The Past and Future of Credit

The rise of technology has been a predominant theme in the course of Wine’s career in credit. When he started in the late 80s, he worked from call lists and handwritten notes. Today, enterprise resource planning (ERP) systems and other forms of software incorporate advanced data analytics that can be used to more quickly target high-risk customers and begin collection actions, keep and share notes, spot trends, track SEC filings, automatically calculate important ratios and store it all to be recalled at any time. “Technology is the piece that’s really changed our industry,” he said.

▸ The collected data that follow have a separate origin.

use std::{path::PathBuf, str::FromStr};

use candle_core::{Error, Result};
use layers::{NormKind, PaddingKind};

/// Builds the standard "unknown variant" configuration error.
pub(crate) fn unknown(kind: &str, value: &str, known: &[&str]) -> Error {
    Error::Msg(format!(
        "{kind} [{value}] is not recognized (expected one of: {})",
        known.join(", ")
    ))
}

/// Common wiring for image-to-image generators.
#[derive(Debug, Clone, PartialEq)]
pub struct GeneratorConfig {
    pub input_nc: usize,
    pub output_nc: usize,
    /// Channels of the first conv layer.
    pub nf: usize,
    pub norm: NormKind,
    pub use_dropout: bool,
    /// Residual blocks for ResNet generators.
    pub n_blocks: usize,
    /// Downsampling steps for U-Net generators.
    pub num_downs: usize,
    pub padding: PaddingKind,
}

impl GeneratorConfig {
    pub fn new(input_nc: usize, output_nc: usize) -> Self {
        Self {
            input_nc,
            output_nc,
            nf: 64,
            norm: NormKind::Instance,
            use_dropout: false,
            n_blocks: 9,
            num_downs: 8,
            padding: PaddingKind::Reflect,
        }
    }

    pub fn validate(&self) -> Result<()> {
        if self.input_nc == 0 || self.output_nc == 0 {
            return Err(Error::Msg(
                "generator input_nc and output_nc must be greater than zero".into(),
            ));
        }
        if self.nf == 0 {
            return Err(Error::Msg("generator nf must be greater than zero".into()));
        }
        Ok(())
    }
}

/// Where the condition enters a conditioned ResNet generator.
#[derive(Debug, Clone, Copy, PartialEq, Eq, Default)]
pub enum ConditionLayer {
    /// Only the first residual block sees the condition.
    #[default]
    First,
    /// Every residual block sees the condition.
    All,
}

impl FromStr for ConditionLayer {
    type Err = Error;

    fn from_str(s: &str) -> Result<Self> {
        match s {
            "first" => Ok(ConditionLayer::First),
            "all" => Ok(ConditionLayer::All),
            other => Err(unknown("condition layer", other, &["first", "all"])),
        }
    }
}

#[derive(Debug, Clone, PartialEq)]
pub struct ConditionedGeneratorConfig {
    pub base: GeneratorConfig,
    pub condition_nc: usize,
    pub condition_layer: ConditionLayer,
}

impl ConditionedGeneratorConfig {
    pub fn validate(&self) -> Result<()> {
        self.base.validate()?;
        if self.condition_nc == 0 {
            return Err(Error::Msg(
                "conditioned generator needs condition_nc > 0".into(),
            ));
        }
        if self.base.n_blocks == 0 {
            return Err(Error::Msg(
                "conditioned generator needs at least one residual block".into(),
            ));
        }
        Ok(())
    }
}

#[derive(Debug, Clone, PartialEq)]
pub struct DiscriminatorConfig {
    pub input_nc: usize,
    pub nf: usize,
    pub n_layers: usize,
    pub norm: NormKind,
    /// Sigmoid output for BCE training; raw scores for least squares.
    pub use_sigmoid: bool,
}

impl DiscriminatorConfig {
    pub fn new(input_nc: usize) -> Self {
        Self {
            input_nc,
            nf: 64,
            n_layers: 3,
            norm: NormKind::Instance,
            use_sigmoid: false,
        }
    }

    pub fn validate(&self) -> Result<()> {
        if self.input_nc == 0 || self.nf == 0 {
            return Err(Error::Msg(
                "discriminator input_nc and nf must be greater than zero".into(),
            ));
        }
        Ok(())
    }
}

/// Convolutional trunk of the attribute encoder.
#[derive(Debug, Clone, Copy, PartialEq, Eq)]
pub enum Backbone {
    StackConv,
    Resnet18,
    Resnet34,
}

impl FromStr for Backbone {
    type Err = Error;

    fn from_str(s: &str) -> Result<Self> {
        match s {
            "stackconv" => Ok(Backbone::StackConv),
            "resnet18" => Ok(Backbone::Resnet18),
            "resnet34" => Ok(Backbone::Resnet34),
            other => Err(unknown(
                "convnet",
                other,
                &["stackconv", "resnet18", "resnet34"],
            )),
        }
    }
}

#[derive(Debug, Clone, Copy, PartialEq, Eq)]
pub enum SpatialPool {
    /// Global average pooling followed by a linear classifier.
    None,
    /// Global max over a per-location probability map.
    Max,
    /// Noisy-OR over a per-location probability map.
    NoisyOr,
}

impl FromStr for SpatialPool {
    type Err = Error;

    fn from_str(s: &str) -> Result<Self> {
        match s {
            "none" => Ok(SpatialPool::None),
            "max" => Ok(SpatialPool::Max),
            "noisyor" => Ok(SpatialPool::NoisyOr),
            other => Err(unknown("spatial pool", other, &["none", "max", "noisyor"])),
        }
    }
}

/// How landmark features are merged with image features.
#[derive(Debug, Clone, Copy, PartialEq, Eq)]
pub enum LandmarkFusion {
    Concat,
    Linear,
}

impl FromStr for LandmarkFusion {
    type Err = Error;

    fn from_str(s: &str) -> Result<Self> {
        match s {
            "concat" => Ok(LandmarkFusion::Concat),
            "linear" => Ok(LandmarkFusion::Linear),
            other => Err(unknown("landmark fusion", other, &["concat", "linear"])),
        }
    }
}

#[derive(Debug, Clone, PartialEq)]
pub struct LandmarkBranchConfig {
    pub input_nc: usize,
    pub output_nc: usize,
    pub fusion: LandmarkFusion,
}

#[derive(Debug, Clone, PartialEq)]
pub struct AttributeEncoderConfig {
    pub backbone: Backbone,
    pub spatial_pool: SpatialPool,
    pub input_nc: usize,
    pub n_attr: usize,
    /// Size of the optional joint category head.
    pub n_cat: Option<usize>,
    pub feat_norm: bool,
    pub landmark: Option<LandmarkBranchConfig>,
    /// Pretrained backbone weights, only used for 3-channel ResNet inputs.
    pub backbone_weights: Option<PathBuf>,
}

impl AttributeEncoderConfig {
    pub fn new(backbone: Backbone, spatial_pool: SpatialPool, n_attr: usize) -> Self {
        Self {
            backbone,
            spatial_pool,
            input_nc: 3,
            n_attr,
            n_cat: None,
            feat_norm: false,
            landmark: None,
            backbone_weights: None,
        }
    }

    /// Whether pretrained weights replace the random backbone init.
    pub fn uses_pretrained_backbone(&self) -> bool {
        self.backbone != Backbone::StackConv
            && self.input_nc == 3
            && self.backbone_weights.is_some()
    }

    pub fn validate(&self) -> Result<()> {
        if self.input_nc == 0 || self.n_attr == 0 {
            return Err(Error::Msg(
                "attribute encoder input_nc and n_attr must be greater than zero".into(),
            ));
        }
        if let Some(lm) = &self.landmark {
            if self.spatial_pool == SpatialPool::None {
                return Err(Error::Msg(
                    "spatial pool [none] does not support a landmark guidance input".into(),
                ));
            }
            if lm.input_nc == 0 || lm.output_nc < 16 || lm.output_nc % 16 != 0 {
                return Err(Error::Msg(format!(
                    "landmark branch needs input_nc > 0 and output_nc a multiple of 16, got {} / {}",
                    lm.input_nc, lm.output_nc
                )));
            }
        }
        if self.n_cat.is_some() && (self.spatial_pool != SpatialPool::None || self.landmark.is_some())
        {
            return Err(Error::Msg(
                "the category head requires spatial pool [none] without landmark input".into(),
            ));
        }
        if self.n_cat == Some(0) {
            return Err(Error::Msg("n_cat must be greater than zero".into()));
        }
        Ok(())
    }
}

/// Shape, edge and color branch encoders of the designer pipeline.
#[derive(Debug, Clone, PartialEq)]
pub struct ImageEncoderConfig {
    pub input_nc: usize,
    pub nf: usize,
    pub max_nf: usize,
    /// Output feature channels.
    pub nof: usize,
    pub n_downsample: usize,
    pub norm: NormKind,
}

impl ImageEncoderConfig {
    pub fn validate(&self) -> Result<()> {
        if self.input_nc == 0 || self.nf == 0 || self.nof == 0 {
            return Err(Error::Msg(
                "image encoder input_nc, nf and nof must be greater than zero".into(),
            ));
        }
        if self.max_nf < self.nf {
            return Err(Error::Msg("image encoder max_nf must be >= nf".into()));
        }
        Ok(())
    }
}

#[derive(Debug, Clone, PartialEq)]
pub struct LocalEncoderConfig {
    pub n_patch: usize,
    pub input_nc: usize,
    pub nof: usize,
    pub nf: usize,
    pub max_nf: usize,
    pub patch_size: usize,
    pub norm: NormKind,
}

impl LocalEncoderConfig {
    pub fn validate(&self) -> Result<()> {
        if self.n_patch == 0 {
            return Err(Error::Msg("local encoder needs at least one patch".into()));
        }
        if self.patch_size < 4 || !self.patch_size.is_power_of_two() {
            return Err(Error::Msg(format!(
                "patch_size must be a power of two >= 4, got {}",
                self.patch_size
            )));
        }
        if self.nf == 0 || self.nof == 0 || self.max_nf < self.nf {
            return Err(Error::Msg(
                "local encoder needs nf > 0, nof > 0 and max_nf >= nf".into(),
            ));
        }
        Ok(())
    }
}

/// Strategy used to merge shape, edge and color features.
#[derive(Debug, Clone, Copy, PartialEq, Eq, Default)]
pub enum FusionKind {
    #[default]
    Concat,
    Fusion,
    Trans,
}

impl FromStr for FusionKind {
    type Err = Error;

    fn from_str(s: &str) -> Result<Self> {
        match s {
            "concat" => Ok(FusionKind::Concat),
            "fusion" => Ok(FusionKind::Fusion),
            "trans" => Ok(FusionKind::Trans),
            other => Err(unknown("fusion model", other, &["concat", "fusion", "trans"])),
        }
    }
}

#[derive(Debug, Clone, PartialEq)]
pub struct FeatureFusionConfig {
    pub feat_nc: usize,
    pub guide_nc: usize,
    pub output_nc: usize,
    pub nblocks: usize,
    pub norm: NormKind,
}

#[derive(Debug, Clone, PartialEq)]
pub struct FeatureTransConfig {
    pub feat_nc: usize,
    pub guide_nc: usize,
    pub nblocks: usize,
    pub ndowns: usize,
    pub norm: NormKind,
}

impl FeatureTransConfig {
    /// Width of the transfer bottleneck.
    pub fn hidden_nc(&self) -> usize {
        self.feat_nc + self.guide_nc
    }
}

#[cfg(test)]
mod tests {
    use super::*;

    #[test]
    fn landmark_guidance_requires_spatial_pool() {
        let mut config = AttributeEncoderConfig::new(Backbone::StackConv, SpatialPool::None, 10);
        config.landmark = Some(LandmarkBranchConfig {
            input_nc: 18,
            output_nc: 512,
            fusion: LandmarkFusion::Concat,
        });
        let err = config.validate().unwrap_err().to_string();
        assert!(err.contains("landmark"), "{err}");

        config.spatial_pool = SpatialPool::NoisyOr;
        assert!(config.validate().is_ok());
    }

    #[test]
    fn category_head_requires_global_pooling() {
        let mut config = AttributeEncoderConfig::new(Backbone::StackConv, SpatialPool::Max, 10);
        config.n_cat = Some(5);
        assert!(config.validate().is_err());
        config.spatial_pool = SpatialPool::None;
        assert!(config.validate().is_ok());
    }

    #[test]
    fn parses_tags() {
        assert_eq!("noisyor".parse::<SpatialPool>().unwrap(), SpatialPool::NoisyOr);
        assert_eq!("trans".parse::<FusionKind>().unwrap(), FusionKind::Trans);
        assert!("cancat".parse::<FusionKind>().is_err());
        assert!("vgg".parse::<Backbone>().is_err());
    }
}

As with the manufacturing sector, a lot of corporate credit work has been outsourced. Credit departments that consisted of 30 to 40 staff members have shrunk in many larger firms to a third of that size, he said.

The prevalence of credit cards to make business-to-business transactions has increased, making surcharge fees more of a factor in a company’s bottom line, Wine said. Figuring out how to earn the lowest surcharge fee is paramount to mitigating cost increases.

Digital security is another key factor for any credit department. It just wasn’t there decades ago, he said. For instance, “We tokenize the credit card so we don’t keep card numbers anywhere in our system. Then we don’t have to worry about data breaches.”

What has not changed over the arc of Wine’s career is the need for credit professionals to educate themselves and keep up on subjects, such as the latest changes to bankruptcy or lien laws, how to read financial balance sheets and how to improve negotiating skills. “NACM helps our group with that,” he said. His credit team members, who are spread across the United States, attend NACM’s Credit Congress, the Graduate School of Credit and  Financial Management,  online  classes and regional affiliate meetings in rotation. “You have to educate people and spend money to take advantage of continuing education. You need analysts that understand so they’re making good decisions every day.” He said he’s seen people in trade group meetings that went for trade references but didn’t educate themselves sufficiently and ended up getting burned in bankruptcy filings or preference actions, or because they didn’t know the proper lien filing requirements.

Going forward, Wine said rising credit professionals will need to be personable, like a salesperson who sells to their customers so they’ll pay faster. They’ll have to be comfortable navigating the IT ecosystem, and be able to quickly move information to and from their customers as well as to management. “They’re going to need to be knowledgeable in a multitude of subjects, not just one subject, and I think that’s where NACM can help gain them that knowledge.”